At that time, the clock was also ticking. HBO had been very deliberate in developing spinoffs, and WarnerMedia, then owned by AT&T, was months away from debuting its new streaming service, HBO Max. Greenblatt was “desperate to get something — anything — from the ‘Game of Thrones’ I.P. into our pipelines,” he wrote.
“I understood Casey and the team’s reluctance to throw a new ‘Game of Thrones’ show into production (especially since the backlash from the final season of the original series),” he added. “However, while we all knew no sequel or prequel would probably ever rise to the level of the original, there was agreement we had to go forward with something.”
Luckily, the network had another project in development, one that Martin had been pushing for some time: his rise-and-fall tale of the Targaryens, which he had written about extensively in his books. “House of the Dragon” is adapted from Martin’s “Fire & Blood,” the first in a planned two-volume chronicle of the family’s exploits and clashes.
“He was very passionate about this particular story,” said Miguel Sapochnik, a veteran of the original series and a showrunner of “House of the Dragon.”
The network cycled through two writers before Martin asked for help from an old friend: The writer Ryan Condal, a creator of the USA science fiction show, “Colony.”
Condal caught up regularly with Martin over dinner and drinks and geeked out over the works of other fantasists like Robert E. Howard, J.R.R. Tolkien, and Ursula K. Le Guin. “When we would get together we would, you know, talk like two fanboys do,” Martin said. Martin asked Condal to start writing a Targaryen prequel.
HBO executives liked what they saw in Condal, who signed on as a creator, with Martin, and as a showrunner. After Sapochnik, who directed some of the original’s biggest episodes, also agreed to be a showrunner, HBO ordered “House of the Dragon” straight to series.
“What appealed to me about it was it’s a family drama,” Bloys said. “Anybody who has stepparents or siblings or half siblings, or had warring factions of a family — I think every single family in America has dealt with some version of this.”
As Condal got to work on “House of the Dragon,” he leaned on Martin’s expertise a lot — the opposite of what had happened with Martin in the later seasons of “Game of Thrones.” In the early seasons, Martin wrote and read scripts, consulted on casting decisions and visited sets.
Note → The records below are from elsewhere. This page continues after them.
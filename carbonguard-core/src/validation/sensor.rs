//! Rule table for aggregated sensor data

use chrono::Duration;

use crate::errors::{MonitoringError, MonitoringResult};
use crate::sensor::AggregatedSensorData;

use super::rules::{Rule, RuleContext, RuleOutcome, RuleSeverity, RuleTable};

const NO_READINGS: &str = "No readings in the aggregation window";

/// Default sensor rules, in evaluation order
pub fn sensor_rules() -> RuleTable<AggregatedSensorData> {
    vec![
        Rule::new(
            "physical_bounds",
            RuleSeverity::Critical,
            "Inspect or recalibrate the device; readings exceed physical limits",
            physical_bounds,
        ),
        Rule::new(
            "sensor_confidence",
            RuleSeverity::Warning,
            "Check device health; reported confidence is low",
            sensor_confidence,
        ),
        Rule::new(
            "quality_flag",
            RuleSeverity::Warning,
            "Exclude or re-collect readings the device marked bad",
            quality_flag,
        ),
        Rule::new(
            "reading_age",
            RuleSeverity::Warning,
            "Data is stale; verify the device is still transmitting",
            reading_age,
        ),
        Rule::new(
            "reading_freshness",
            RuleSeverity::Info,
            "No reading in the last day",
            reading_freshness,
        ),
    ]
}

fn physical_bounds(data: &AggregatedSensorData, ctx: &RuleContext<'_>) -> MonitoringResult<RuleOutcome> {
    if !data.has_readings() {
        return Ok(RuleOutcome::Fail(NO_READINGS.to_string()));
    }
    let sensor_type = ctx.sensor_type.unwrap_or(data.sensor_type);
    let profile = sensor_type.profile();
    let (min, max) = (data.statistics.min, data.statistics.max);
    if !min.is_finite() || !max.is_finite() {
        return Err(MonitoringError::RuleEvaluation {
            rule: "physical_bounds",
            reason: "statistics are not finite".to_string(),
        });
    }
    if profile.contains(min) && profile.contains(max) {
        Ok(RuleOutcome::Pass)
    } else {
        Ok(RuleOutcome::Fail(format!(
            "Readings span [{}, {}] {}, outside {} bounds [{}, {}]",
            min, max, profile.unit, sensor_type, profile.min, profile.max
        )))
    }
}

fn sensor_confidence(data: &AggregatedSensorData, ctx: &RuleContext<'_>) -> MonitoringResult<RuleOutcome> {
    if !data.has_readings() {
        return Ok(RuleOutcome::Fail(NO_READINGS.to_string()));
    }
    let minimum = ctx.config.min_sensor_confidence;
    if data.mean_confidence > minimum {
        Ok(RuleOutcome::Pass)
    } else {
        Ok(RuleOutcome::Fail(format!(
            "Mean confidence {:.1}% not above {}%",
            data.mean_confidence, minimum
        )))
    }
}

fn quality_flag(data: &AggregatedSensorData, _ctx: &RuleContext<'_>) -> MonitoringResult<RuleOutcome> {
    if !data.has_readings() {
        return Ok(RuleOutcome::Fail(NO_READINGS.to_string()));
    }
    match data.quality_counts.bad {
        0 => Ok(RuleOutcome::Pass),
        bad => Ok(RuleOutcome::Fail(format!("{} readings flagged bad by the device", bad))),
    }
}

fn age_rule(data: &AggregatedSensorData, ctx: &RuleContext<'_>, limit: Duration) -> RuleOutcome {
    let Some(latest) = data.latest() else {
        return RuleOutcome::Fail(NO_READINGS.to_string());
    };
    let age = ctx.now - latest;
    if age <= limit {
        RuleOutcome::Pass
    } else {
        RuleOutcome::Fail(format!("Latest reading is {} hours old", age.num_hours()))
    }
}

fn reading_age(data: &AggregatedSensorData, ctx: &RuleContext<'_>) -> MonitoringResult<RuleOutcome> {
    let limit = Duration::try_days(ctx.config.max_reading_age_days).ok_or_else(|| MonitoringError::RuleEvaluation {
        rule: "reading_age",
        reason: format!("{} days is not a representable age", ctx.config.max_reading_age_days),
    })?;
    Ok(age_rule(data, ctx, limit))
}

fn reading_freshness(data: &AggregatedSensorData, ctx: &RuleContext<'_>) -> MonitoringResult<RuleOutcome> {
    let limit = Duration::try_hours(ctx.config.fresh_reading_age_hours).ok_or_else(|| MonitoringError::RuleEvaluation {
        rule: "reading_freshness",
        reason: format!("{} hours is not a representable age", ctx.config.fresh_reading_age_hours),
    })?;
    Ok(age_rule(data, ctx, limit))
}
//! Satellite Index Thresholds and Calibration
//!
//! Cadences, allometric calibration and the degradation thresholds used by
//! the satellite analyzer.

// ===== SAMPLING CADENCE =====

/// Days between vegetation index samples.
///
/// Matches the revisit period of a single optical constellation.
pub const INDEX_CADENCE_DAYS: i64 = 10;

/// Days between radar backscatter samples.
///
/// Matches a 12-day SAR repeat orbit.
pub const RADAR_CADENCE_DAYS: i64 = 12;

// ===== ALLOMETRIC CALIBRATION =====

/// Allometric scale coefficient `a` in `biomass = a * index^b`.
///
/// Default ecosystem calibration, biomass in t/ha.
pub const ALLOMETRIC_A: f64 = 5.2;

/// Allometric exponent `b` in `biomass = a * index^b`.
pub const ALLOMETRIC_B: f64 = 2.1;

// ===== DEGRADATION FLAGS =====

/// Drop between the last two index samples that flags `INDEX_DROP_DETECTED`.
pub const INDEX_DROP_THRESHOLD: f64 = 0.15;

/// Series average below which `LOW_DENSITY` is flagged.
pub const LOW_DENSITY_THRESHOLD: f64 = 0.4;

/// Fraction of low-quality samples above which `HIGH_CLOUD_COVER` is flagged.
pub const LOW_QUALITY_FRACTION_THRESHOLD: f64 = 0.3;

/// Change vs. historical baseline (percent) below which `SIGNIFICANT_DECLINE` is flagged.
pub const SIGNIFICANT_DECLINE_PCT: f64 = -10.0;

/// Health points deducted per degradation flag.
pub const FLAG_PENALTY: f64 = 5.0;

/// Tolerance applied to threshold comparisons on index differences.
///
/// `0.70 - 0.55` is `0.1499999…` in binary floating point; the tolerance
/// keeps an exact 0.15 drop on the flagged side.
pub const THRESHOLD_TOLERANCE: f64 = 1e-9;

// ===== HEALTH SCORE =====

/// Weight of the rescaled vegetation index in the health score.
pub const HEALTH_INDEX_WEIGHT: f64 = 0.4;

/// Weight of the rescaled radar backscatter in the health score.
pub const HEALTH_RADAR_WEIGHT: f64 = 0.3;

/// Unpenalized base points (the remaining 30% of weight).
pub const HEALTH_BASE_POINTS: f64 = 30.0;

/// Backscatter (dB) that maps to a radar score of 0.
pub const RADAR_FLOOR_DB: f64 = -25.0;

/// Backscatter span (dB) that maps onto the 0-100 radar score.
pub const RADAR_SPAN_DB: f64 = 20.0;

// ===== SAMPLE QUALITY =====

/// Cloud cover (%) below which an optical sample is high quality.
pub const CLOUD_HIGH_QUALITY_MAX_PCT: f64 = 20.0;

/// Cloud cover (%) below which an optical sample is medium quality.
pub const CLOUD_MEDIUM_QUALITY_MAX_PCT: f64 = 50.0;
Over time, however, as he stepped back to focus on his long-delayed next “Thrones” novel, “The Winds of Winter,” Martin grew estranged from the show, which was created by D.B. Weiss and David Benioff.
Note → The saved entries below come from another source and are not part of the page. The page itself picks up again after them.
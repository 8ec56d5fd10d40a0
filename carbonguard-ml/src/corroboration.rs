//! Cross-source corroboration of anomalies
//!
//! Sources report anomalies independently. Reports from different sources
//! that sit within a time window of each other and agree on the value
//! within a relative tolerance describe the same event.
//!
//! Grouping is greedy and deterministic: reports are visited in source
//! order, then in each source's own order. An unclaimed report seeds a
//! group and takes, from every later source, the first unclaimed report
//! that matches the seed. Each source contributes at most one report per
//! group.
//!
//! | Group size | Confidence                  | Action         | Kept when              |
//! |------------|-----------------------------|----------------|------------------------|
//! | >= 2       | mean of the group           | escalated once | always                 |
//! | 1          | the report's own confidence | unchanged      | confidence >= 60       |

use carbonguard_core::constants::quality::{
    CORROBORATION_CONFIDENCE_FLOOR, CORROBORATION_VALUE_TOLERANCE, MIN_CORROBORATING_SOURCES,
};
use carbonguard_core::constants::time::CORROBORATION_WINDOW_SECONDS;
use carbonguard_core::constants::EPSILON;
use carbonguard_core::stats::{clamp_score, mean};
use carbonguard_core::DetectedAnomaly;
use log::debug;
use serde::{Deserialize, Serialize};

/// Anomalies one source reported
#[derive(Debug, Clone, PartialEq, Serialize, Deserialize)]
pub struct SourceReport {
    pub source: String,
    pub anomalies: Vec<DetectedAnomaly>,
}

impl SourceReport {
    pub fn new(source: impl Into<String>, anomalies: Vec<DetectedAnomaly>) -> Self {
        Self { source: source.into(), anomalies }
    }
}

#[derive(Debug, Clone, PartialEq, Serialize, Deserialize)]
#[serde(default, rename_all = "camelCase")]
pub struct CorroborationConfig {
    pub window_seconds: i64,
    /// Largest relative value difference between matching reports
    pub value_tolerance: f64,
    pub min_sources: usize,
    /// Confidence an uncorroborated report needs to be kept
    pub confidence_floor: f64,
}

impl Default for CorroborationConfig {
    fn default() -> Self {
        Self {
            window_seconds: CORROBORATION_WINDOW_SECONDS,
            value_tolerance: CORROBORATION_VALUE_TOLERANCE,
            min_sources: MIN_CORROBORATING_SOURCES,
            confidence_floor: CORROBORATION_CONFIDENCE_FLOOR,
        }
    }
}

impl CorroborationConfig {
    fn matches(&self, a: &DetectedAnomaly, b: &DetectedAnomaly) -> bool {
        let apart = (a.timestamp - b.timestamp).num_seconds().abs();
        let scale = a.value.abs().max(b.value.abs()) + EPSILON;
        apart <= self.window_seconds && (a.value - b.value).abs() / scale <= self.value_tolerance
    }
}

/// An anomaly that survived corroboration
#[derive(Debug, Clone, PartialEq, Serialize, Deserialize)]
pub struct ValidatedAnomaly {
    /// The seed report, with confidence and action updated for its group
    pub anomaly: DetectedAnomaly,
    /// Sources in the group, seed first
    pub sources: Vec<String>,
    pub corroborated: bool,
}

/// Group reports across sources and keep the validated set
pub fn corroborate(reports: &[SourceReport], config: &CorroborationConfig) -> Vec<ValidatedAnomaly> {
    let mut claimed: Vec<Vec<bool>> = reports.iter().map(|r| vec![false; r.anomalies.len()]).collect();
    let mut validated = Vec::new();
    let mut dropped = 0usize;

    for (s, report) in reports.iter().enumerate() {
        for (i, seed) in report.anomalies.iter().enumerate() {
            if claimed[s][i] {
                continue;
            }
            claimed[s][i] = true;

            let mut members = vec![(s, seed)];
            for (o, other) in reports.iter().enumerate().skip(s + 1) {
                let found = other
                    .anomalies
                    .iter()
                    .enumerate()
                    .find(|(j, candidate)| !claimed[o][*j] && config.matches(seed, candidate));
                if let Some((j, candidate)) = found {
                    claimed[o][j] = true;
                    members.push((o, candidate));
                }
            }

            let corroborated = members.len() >= config.min_sources.max(2);
            let mut anomaly = seed.clone();
            if corroborated {
                let confidences: Vec<f64> = members.iter().map(|(_, a)| a.confidence).collect();
                anomaly.confidence = clamp_score(mean(&confidences).unwrap_or(seed.confidence));
                anomaly.suggested_action = anomaly.suggested_action.escalate();
            } else if seed.confidence < config.confidence_floor {
                dropped += 1;
                continue;
            }

            validated.push(ValidatedAnomaly {
                anomaly,
                sources: members.iter().map(|(m, _)| reports[*m].source.clone()).collect(),
                corroborated,
            });
        }
    }

    debug!(
        "corroboration: {} sources, {} validated, {} dropped",
        reports.len(),
        validated.len(),
        dropped
    );
    validated
}

#[cfg(test)]
mod tests {
    use super::*;
    use carbonguard_core::{AnomalyType, SeriesPoint, Severity, SuggestedAction};
    use chrono::{DateTime, Duration, TimeZone, Utc};

    fn at(minutes: i64) -> DateTime<Utc> {
        Utc.with_ymd_and_hms(2024, 8, 1, 10, 0, 0).unwrap() + Duration::minutes(minutes)
    }

    fn report(minutes: i64, value: f64, confidence: f64) -> DetectedAnomaly {
        DetectedAnomaly::new(
            SeriesPoint::new(at(minutes), value),
            0.7,
            AnomalyType::Outlier,
            Severity::Medium,
            confidence,
            "test",
        )
    }

    #[test]
    fn two_agreeing_sources_are_corroborated() {
        let reports = [
            SourceReport::new("do-01", vec![report(0, 50.0, 80.0)]),
            SourceReport::new("do-02", vec![report(20, 52.0, 50.0)]),
        ];
        let validated = corroborate(&reports, &CorroborationConfig::default());

        assert_eq!(validated.len(), 1);
        assert!(validated[0].corroborated);
        assert_eq!(validated[0].sources, vec!["do-01", "do-02"]);
        assert_eq!(validated[0].anomaly.confidence, 65.0);
        assert_eq!(validated[0].anomaly.suggested_action, SuggestedAction::FieldInspection);
    }

    #[test]
    fn unrelated_third_source_stays_out_of_the_group() {
        let config = CorroborationConfig::default();
        let agreeing = || {
            vec![
                SourceReport::new("do-01", vec![report(0, 50.0, 80.0)]),
                SourceReport::new("do-02", vec![report(25, 49.0, 70.0)]),
            ]
        };

        // Weak and unrelated: dropped
        let mut reports = agreeing();
        reports.push(SourceReport::new("sal-01", vec![report(10, 31.0, 55.0)]));
        let validated = corroborate(&reports, &config);
        assert_eq!(validated.len(), 1);
        assert_eq!(validated[0].sources, vec!["do-01", "do-02"]);
        assert_eq!(validated[0].anomaly.confidence, 75.0);
        assert_eq!(validated[0].anomaly.suggested_action, SuggestedAction::FieldInspection);

        // Confident and unrelated: kept on its own, untouched
        let mut reports = agreeing();
        reports.push(SourceReport::new("sal-01", vec![report(10, 31.0, 90.0)]));
        let validated = corroborate(&reports, &config);
        assert_eq!(validated.len(), 2);
        assert_eq!(validated[0].anomaly.confidence, 75.0);
        assert_eq!(validated[0].sources, vec!["do-01", "do-02"]);
        assert!(!validated[1].corroborated);
        assert_eq!(validated[1].sources, vec!["sal-01"]);
        assert_eq!(validated[1].anomaly.confidence, 90.0);
        assert_eq!(validated[1].anomaly.suggested_action, SuggestedAction::Investigate);
    }

    #[test]
    fn window_and_tolerance_are_inclusive() {
        let config = CorroborationConfig::default();
        assert!(config.matches(&report(0, 50.0, 70.0), &report(60, 40.0, 70.0)));
        assert!(!config.matches(&report(0, 50.0, 70.0), &report(61, 50.0, 70.0)));
        assert!(!config.matches(&report(0, 50.0, 70.0), &report(0, 39.0, 70.0)));
    }

    #[test]
    fn weak_singletons_are_dropped() {
        let reports = [
            SourceReport::new("a", vec![report(0, 50.0, 59.9), report(300, 10.0, 75.0)]),
            SourceReport::new("b", vec![]),
        ];
        let validated = corroborate(&reports, &CorroborationConfig::default());

        assert_eq!(validated.len(), 1);
        assert_eq!(validated[0].anomaly.value, 10.0);
        assert!(!validated[0].corroborated);
        assert_eq!(validated[0].anomaly.suggested_action, SuggestedAction::Investigate);
    }

    #[test]
    fn reports_from_one_source_never_corroborate_each_other() {
        let reports = [SourceReport::new("a", vec![report(0, 50.0, 40.0), report(5, 50.0, 40.0)])];
        assert!(corroborate(&reports, &CorroborationConfig::default()).is_empty());
    }

    #[test]
    fn each_report_joins_one_group() {
        let reports = [
            SourceReport::new("a", vec![report(0, 50.0, 70.0), report(10, 50.0, 70.0)]),
            SourceReport::new("b", vec![report(5, 50.0, 90.0)]),
        ];
        let validated = corroborate(&reports, &CorroborationConfig::default());

        assert_eq!(validated.len(), 2);
        assert!(validated[0].corroborated);
        assert_eq!(validated[0].anomaly.confidence, 80.0);
        assert!(!validated[1].corroborated);
        assert_eq!(validated[1].sources, vec!["a"]);
    }
}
“By Season 5 and 6, and certainly 7 and 8, I was pretty much out of the loop,” Martin said.
When asked why, he said, “I don’t know — you have to ask Dan and David.” (A representative for Weiss and Benioff declined to comment.)
Martin also said that “The Winds of Winter” — which he conceded is “very, very late” but vowed to finish — diverges from where “Game of Thrones,” the series, went.
“My ending will be very different,” he said.
Martin said he wants from “Thrones” what Marvel has done — created a world that Disney continues to mine and that fans reliably show up to watch. Last year, he signed an overall deal with HBO, and he has been actively involved with the other spinoffs in development.
“George, for us, in this process has been a really valuable resource,” Bloys said. “He is literally the creator of this world. He is its historian, its creator, its keeper. And so I can’t imagine doing a show that he didn’t believe in or didn’t endorse.”
As for viewership totals, Bloys said he did not expect “House of the Dragon” to match the heights of “Game of Thrones.” But he was still hopeful that it will be a hit and lay the groundwork for future spinoffs.
“There’s no world in which we expect this to pick up where the original left off,” Bloys said. “I think the show will do really well. But it will have to do the work on its own to bring people in and to sustain the viewership.”